Taylor joined CBS Records in 1974 as vice president of special markets. He was later promoted to v.p. of black music marketing, then v.p./general manager of divisional public affairs for CBS. Taylor helped institute what became known as "crossover". His strategy was to have R&B radio play the label's releases until the single had sold over 500,000, then using this sales clout aim the release to pop radio and "crossover" the release to white audiences. Another phase of the strategy was to not issue an album until two months after the release of the single, so that radio station programmers wouldn't start playing another track off of the album; thus causing conflict between that and the single, and fouling up CBS' marketing plan. The plan proved quite successful with CBS having a myriad of millionsellers from the aforementioned Johnny Taylor, the acts on Gamble and Huff's label and the Manhattans' single "Kiss and Say Goodbye" selling over a million copies.

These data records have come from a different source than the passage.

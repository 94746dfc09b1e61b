// Unit tests for userdir-tui
// These tests exercise the public API of each module in isolation

#[cfg(test)]
mod grouping_tests {
    use userdir_tui::grouping::GroupedIndex;
    use userdir_tui::model::{User, group_key};

    fn page(items: &[(&str, &str)]) -> Vec<User> {
        items.iter().map(|(id, name)| User::new(*id, *name)).collect()
    }

    #[test]
    fn test_group_key_rules() {
        assert_eq!(group_key("bob"), "B");
        assert_eq!(group_key("  alice  "), "A");
        assert_eq!(group_key(""), "");
    }

    #[test]
    fn test_earlier_pages_stay_first_in_group() {
        let mut idx = GroupedIndex::new();
        let p1 = page(&[("1", "anna"), ("2", "bob"), ("3", "Abe")]);
        let p2 = page(&[("4", "axel"), ("5", "Bea"), ("6", "cid")]);
        idx.merge_page(&p1);
        idx.merge_page(&p2);

        let a: Vec<&str> = idx.group("A").unwrap().iter().map(|u| u.id.as_str()).collect();
        assert_eq!(a, vec!["1", "3", "4"]);
        let b: Vec<&str> = idx.group("B").unwrap().iter().map(|u| u.id.as_str()).collect();
        assert_eq!(b, vec!["2", "5"]);
        // nothing lost
        assert_eq!(idx.user_count(), p1.len() + p2.len());
    }

    #[test]
    fn test_sorted_keys_non_decreasing_without_duplicates() {
        let mut idx = GroupedIndex::new();
        let names = ["zoe", "Yan", "", "alice", "Émile", "bob", "zack", "1st", "beth", "  carl"];
        for chunk in names.chunks(3) {
            let users: Vec<User> = chunk
                .iter()
                .enumerate()
                .map(|(i, n)| User::new(format!("{n}-{i}"), *n))
                .collect();
            idx.merge_page(&users);
        }
        let keys = idx.sorted_keys();
        for pair in keys.windows(2) {
            assert!(pair[0].to_lowercase() <= pair[1].to_lowercase(), "{pair:?}");
            assert_ne!(pair[0], pair[1]);
        }
        assert_eq!(keys.first().map(String::as_str), Some(""));
        assert_eq!(keys.len(), idx.len());
    }
}

#[cfg(test)]
mod source_tests {
    use userdir_tui::FetchError;
    use userdir_tui::model::User;
    use userdir_tui::source::{ListMode, MemorySource, UserSource, UsersRequest};

    #[test]
    fn test_memory_source_pages() {
        let users = (0..45).map(|i| User::new(format!("{i}"), format!("user{i}"))).collect();
        let src = MemorySource::new(users);
        let mut cursor = src.create_cursor(&UsersRequest::for_mode(ListMode::All, None, None));
        assert_eq!(cursor.fetch_next().unwrap().len(), 20);
        assert_eq!(cursor.fetch_next().unwrap().len(), 20);
        assert_eq!(cursor.fetch_next().unwrap().len(), 5);
        assert!(cursor.fetch_next().unwrap().is_empty());
    }

    #[test]
    fn test_disabled_mode_returns_nothing() {
        let src = MemorySource::new(vec![User::new("1", "a")]);
        let mut cursor = src.create_cursor(&UsersRequest::for_mode(ListMode::Disabled, None, None));
        assert!(cursor.fetch_next().unwrap().is_empty());
    }

    #[test]
    fn test_failure_injection() {
        let src = MemorySource::new(vec![User::new("1", "a")]);
        let mut cursor = src.create_cursor(&UsersRequest::builder(10).build());
        src.fail_next(FetchError::Io("disk".into()));
        assert!(cursor.fetch_next().is_err());
        assert!(cursor.fetch_next().is_ok());
    }
}

#[cfg(test)]
mod controller_tests {
    use userdir_tui::controller::{ListEvent, NO_USERS_FOUND, UserListController};
    use userdir_tui::fetch::InlineExecutor;
    use userdir_tui::model::{Session, User};
    use userdir_tui::source::MemorySource;

    fn controller(users: Vec<User>) -> UserListController {
        UserListController::new(Session::new("me", "Me"), MemorySource::new(users), InlineExecutor)
    }

    #[test]
    fn test_bob_alice_scenario() {
        let mut c = controller(vec![User::new("1", "bob"), User::new("2", "alice")]);
        c.refresh();
        c.process_completions();
        assert_eq!(c.grouped().sorted_keys(), &["A".to_string(), "B".to_string()]);
        assert_eq!(c.section_title(0), "A");
        assert_eq!(c.row_content(0, 0).unwrap().name, "alice");
    }

    #[test]
    fn test_empty_name_sorts_before_a() {
        let mut c = controller(vec![User::new("2", "alice"), User::new("3", "")]);
        c.refresh();
        c.process_completions();
        assert_eq!(c.grouped().sorted_keys()[0], "");
        assert_eq!(c.row_content(0, 0).unwrap().id, "3");
        assert_eq!(c.section_title(0), "");
    }

    #[test]
    fn test_search_al_scenario() {
        let mut c = controller(vec![User::new("1", "bob"), User::new("2", "alice")]);
        c.refresh();
        c.process_completions();
        c.begin_search();
        c.set_search_query("al");
        c.process_completions();
        assert_eq!(c.section_count(), 1);
        assert_eq!(c.row_count(0), 1);
        assert_eq!(c.section_title(0), "");
        // search always reports a single section, whatever the grouped list holds
        assert_eq!(c.grouped().len(), 2);
    }

    #[test]
    fn test_out_of_range_never_panics() {
        let mut c = controller(vec![User::new("1", "bob")]);
        for (s, r) in [(0, 0), (5, 0), (0, 9), (usize::MAX, usize::MAX)] {
            assert_eq!(c.row_count(s), 0);
            assert!(c.row_content(s, r).is_none());
            assert_eq!(c.section_title(s), "");
        }
        c.refresh();
        c.process_completions();
        assert_eq!(c.row_count(usize::MAX), 0);
        assert!(c.row_content(0, usize::MAX).is_none());
        assert!(!c.will_display_row(usize::MAX, usize::MAX));
    }

    #[test]
    fn test_empty_search_shows_empty_state() {
        let mut c = controller(vec![User::new("1", "bob")]);
        c.set_search_query("nobody");
        c.process_completions();
        let events = c.take_events();
        assert!(events.contains(&ListEvent::ShowEmptyState(NO_USERS_FOUND.to_string())));
    }
}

Former Brunswick signee Tyrone Davis also enjoyed a hit streak with "Give It Up, Turn It Loose," "This I Swear," "All You Got," "Get on Up (Disco)," "In the Mood" (gold), and "Be With Me." At one point, over 25 percent of CBS' sales were generated from its black music division which included Paris Eley and Vernon Slaughter. Internal politics, the 1979 music biz recession/sales slump led to the label's layoffs, which practically destroyed Taylor's division. Ironically, this all happened just as CBS was enjoying the platinum success of Michael Jackson's Off the Wall LP. Taylor focused his energies on becoming a lobbyist/public-affairs executive coordinating the annual showcase dinner of The Congressional Black Caucus.
More than just a "suit," Taylor was a community advocate, tying together music business economics with the economic and political empowerment of people of color, co-headed the Black Music Association (BMA) with fellow music biz pioneer Ewart Abner and was a member of The Rhythm and Blues Foundation. In 1992, the music biz veteran became senior vice president of corporate affairs for Sony Music worldwide. As the 21st century began, he was both the senior vice president of corporate affairs for SonyMusic Entertainment and v.p. of corporate affairs for Sony Software Corporation. On July 19, 2000, LeBaron Taylor died of a heart attack at the age of 65; three days later his funeral was held at Bright Hope Baptist Church in Philadelphia.